Your task:
A complete answer lists every line of the entries below where the string "chrono" appears.
-=-=-
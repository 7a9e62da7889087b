use chrono::{DateTime, Utc};
use serde::{Deserialize, Serialize};
use std::collections::{HashMap, VecDeque};

use crate::config::{DetectorConfig, Thresholds};
use crate::types::{HostId, HostLoad};

#[derive(Debug, Clone, Copy, PartialEq, Eq, Serialize, Deserialize)]
pub enum Verdict {
    Overloaded,
    Normal,
    InsufficientData,
}

#[derive(Debug, Default)]
struct HostHistory {
    samples: VecDeque<HostLoad>,
    stable: Option<Verdict>,
    last_triggered: Option<DateTime<Utc>>,
}

/// Threshold check with hysteresis over a trailing window of samples.
///
/// The verdict only flips when the whole window agrees: every sample above a
/// threshold to become `Overloaded`, every sample below both thresholds (and
/// the post-migration cooldown over) to go back to `Normal`. Mixed windows keep
/// the previous verdict.
#[derive(Debug)]
pub struct OverloadDetector {
    thresholds: Thresholds,
    window: usize,
    cooldown: chrono::Duration,
    staleness: chrono::Duration,
    history: HashMap<HostId, HostHistory>,
}

impl OverloadDetector {
    pub fn new(thresholds: Thresholds, config: &DetectorConfig, staleness: chrono::Duration) -> Self {
        Self {
            thresholds,
            window: config.window.max(1),
            cooldown: config.cooldown(),
            staleness,
            history: HashMap::new(),
        }
    }

    /// Append a sample. Re-observing the sample already at the tail is a no-op.
    pub fn observe(&mut self, load: &HostLoad) {
        let history = self.history.entry(load.host_id.clone()).or_default();
        if history
            .samples
            .back()
            .is_some_and(|last| last.sampled_at >= load.sampled_at)
        {
            return;
        }

        history.samples.push_back(load.clone());
        while history.samples.len() > self.window {
            history.samples.pop_front();
        }
    }

    pub fn evaluate(&mut self, host: &HostId, now: DateTime<Utc>) -> Verdict {
        let thresholds = self.thresholds;
        let window = self.window;
        let staleness = self.staleness;
        let cooldown = self.cooldown;

        let Some(history) = self.history.get_mut(host) else {
            return Verdict::InsufficientData;
        };

        let fresh = history
            .samples
            .iter()
            .filter(|load| load.is_fresh(now, staleness))
            .count();
        if fresh < window {
            return Verdict::InsufficientData;
        }

        let over = |load: &HostLoad| {
            load.cpu_percent > thresholds.cpu_percent || load.mem_percent > thresholds.mem_percent
        };

        let all_over = history.samples.iter().all(over);
        let all_under = history.samples.iter().all(|load| !over(load));
        let cooled = history
            .last_triggered
            .is_none_or(|at| now.signed_duration_since(at) >= cooldown);

        let verdict = if all_over {
            Verdict::Overloaded
        } else if all_under && cooled {
            Verdict::Normal
        } else {
            history.stable.unwrap_or(Verdict::Normal)
        };

        history.stable = Some(verdict);
        verdict
    }

    /// Remember that `host`'s overload triggered a migration at `at`.
    pub fn record_trigger(&mut self, host: &HostId, at: DateTime<Utc>) {
        self.history.entry(host.clone()).or_default().last_triggered = Some(at);
    }

    /// Whether `host` triggered a migration less than the cooldown ago.
    pub fn in_cooldown(&self, host: &HostId, now: DateTime<Utc>) -> bool {
        self.history
            .get(host)
            .and_then(|history| history.last_triggered)
            .is_some_and(|at| now.signed_duration_since(at) < self.cooldown)
    }
}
-=-=-
Expected output:
use chrono::{DateTime, Utc};
    cooldown: chrono::Duration,
    staleness: chrono::Duration,
    pub fn new(thresholds: Thresholds, config: &DetectorConfig, staleness: chrono::Duration) -> Self {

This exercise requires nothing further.